My other job – well, one of them, anyway – is as a music journalist. It’s something I’ve done for the last 20 years and helps me combine my two great passions, music and writing. Over that time, inevitably, my tastes have changed and broadened. From listening mostly to what might generally be termed rock, I’ve moved towards world and folk music, both quite broad churches. But you can add in some classical, mostly sacred choral music, and a smidgen of jazz. Today is a jazz day. More specifically, it’s a Thelonious Monk day. Monk on his own, just letting his mind and fingers wander around tunes.
As a pianist he’s unique. All too often his playing sounds on the edge, as if it might fall into complete dissonance. That’s especially true at the start of a tune, when he seems to be feeling his way into a piece, some chords played delicacy, others hammered, with notes and harmonies that shouldn’t fit but somehow do. And he sounds as if he’d be just as happy with a barrelhouse piano as a full-size Steinway grand.
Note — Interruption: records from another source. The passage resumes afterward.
//! Resource model: the value types handed out by the namespace translator
//!
//! A [`Resource`] names one node in the simulated hierarchy. Its identity is
//! the full object key; its display name is always derived from that key and
//! never stored on its own.

use serde::{Deserialize, Serialize};

/// Path separator used to fold flat keys into folders
pub const SEPARATOR: char = '/';

/// Kind of node a key represents
#[derive(Debug, Clone, Copy, PartialEq, Eq, Hash, Serialize, Deserialize)]
#[serde(rename_all = "lowercase")]
pub enum ResourceType {
    /// A stored object
    File,

    /// A virtual folder (a key prefix ending in the separator)
    Folder,
}

impl ResourceType {
    /// Infer the type structurally from a key's trailing separator
    pub fn infer(id: &str) -> Self {
        if id.ends_with(SEPARATOR) {
            ResourceType::Folder
        } else {
            ResourceType::File
        }
    }

    pub fn is_folder(self) -> bool {
        self == ResourceType::Folder
    }
}

/// One node of the simulated hierarchy
#[derive(Debug, Clone, PartialEq, Eq, Hash, Serialize, Deserialize)]
#[serde(from = "ResourceWire", into = "ResourceWire")]
pub struct Resource {
    id: String,
    name: String,
    resource_type: ResourceType,
}

impl Resource {
    /// Create a resource with an explicit type
    pub fn new(id: impl Into<String>, resource_type: ResourceType) -> Self {
        let id = id.into();
        let name = extract_name(&id).to_string();
        Self {
            id,
            name,
            resource_type,
        }
    }

    /// Create a file resource
    pub fn file(id: impl Into<String>) -> Self {
        Self::new(id, ResourceType::File)
    }

    /// Create a folder resource
    pub fn folder(id: impl Into<String>) -> Self {
        Self::new(id, ResourceType::Folder)
    }

    /// Create a resource whose type is inferred from the id
    pub fn infer(id: impl Into<String>) -> Self {
        let id = id.into();
        let resource_type = ResourceType::infer(&id);
        Self::new(id, resource_type)
    }

    /// Full key in the backing store
    pub fn id(&self) -> &str {
        &self.id
    }

    /// Last path segment of the id
    pub fn name(&self) -> &str {
        &self.name
    }

    pub fn resource_type(&self) -> ResourceType {
        self.resource_type
    }

    pub fn is_folder(&self) -> bool {
        self.resource_type.is_folder()
    }

    pub fn is_file(&self) -> bool {
        !self.is_folder()
    }
}

/// Serialized shape of a [`Resource`]
///
/// `name` is written for clients but ignored on the way in, so a
/// deserialized resource can never carry a name that disagrees with its id.
#[derive(Serialize, Deserialize)]
struct ResourceWire {
    id: String,
    #[serde(default)]
    name: String,
    #[serde(rename = "type")]
    resource_type: ResourceType,
}

impl From<ResourceWire> for Resource {
    fn from(wire: ResourceWire) -> Self {
        Resource::new(wire.id, wire.resource_type)
    }
}

impl From<Resource> for ResourceWire {
    fn from(resource: Resource) -> Self {
        ResourceWire {
            id: resource.id,
            name: resource.name,
            resource_type: resource.resource_type,
        }
    }
}

/// One page of a listing
#[derive(Debug, Clone, PartialEq, Eq, Serialize, Deserialize)]
pub struct ListResult<T> {
    /// Entries of this page, folders first
    pub resources: Vec<T>,

    /// Continuation token for the next page, `None` on the last page
    pub cursor: Option<String>,
}

impl<T> ListResult<T> {
    pub fn new(resources: Vec<T>, cursor: Option<String>) -> Self {
        Self { resources, cursor }
    }

    /// An empty final page
    pub fn empty() -> Self {
        Self {
            resources: Vec::new(),
            cursor: None,
        }
    }

    /// Whether more pages follow this one
    pub fn has_more(&self) -> bool {
        self.cursor.is_some()
    }
}

/// Extract the final component of a key or prefix
///
/// Exactly one trailing separator is dropped before looking for the last
/// separator, so `"a/b/c.txt"` gives `"c.txt"` and `"a/b/"` gives `"b"`.
pub fn extract_name(key: &str) -> &str {
    let trimmed = key.strip_suffix(SEPARATOR).unwrap_or(key);
    match trimmed.rfind(SEPARATOR) {
        Some(idx) => &trimmed[idx + SEPARATOR.len_utf8()..],
        None => trimmed,
    }
}

/// Guarantee a trailing separator on a folder id
pub fn as_folder_prefix(id: &str) -> String {
    if id.ends_with(SEPARATOR) {
        id.to_string()
    } else {
        format!("{}{}", id, SEPARATOR)
    }
}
Whether on standards or his own compositions, he’s instantly recognisable, always throwing in a surprise, be it a beautiful, lyrical run or a change that offers a lurch, a shift in rhythm. In its own way it’s very meditative music. The meditations are Monk’s. He loses himself in his own vision of the music, and that vision is unlike anyone else’s. To this day, the better part of 60 years since he appeared on the jazz scene, there hasn’t been another like him.
He may well have had mental problems and a drug habit, as some have claimed. I don’t know and it doesn’t matter to me. I only know him through his music, and it seems that when he sat at the piano, his particular genius emerged through his fingertips. He played solely for himself. He was lucky in that people liked it, even if many didn’t understand it. With bebop in the ascendant, he happened to be in the right place at the right time. To hear him perform April In Paris, one of those glorious standards, is to see someone open up the petals of a flower and arrange them anew.
As a music journalist, to return to his work is a way to cleanse and open the mind again. As a novelist he can be an inspiration. He didn’t attempt to play to the crowds. He didn’t soften things, he didn’t round off the corners just because it would be easier to the ear. He was true to himself. I was to be the writing equivalent of Monk when I grow up. If I ever develop the courage.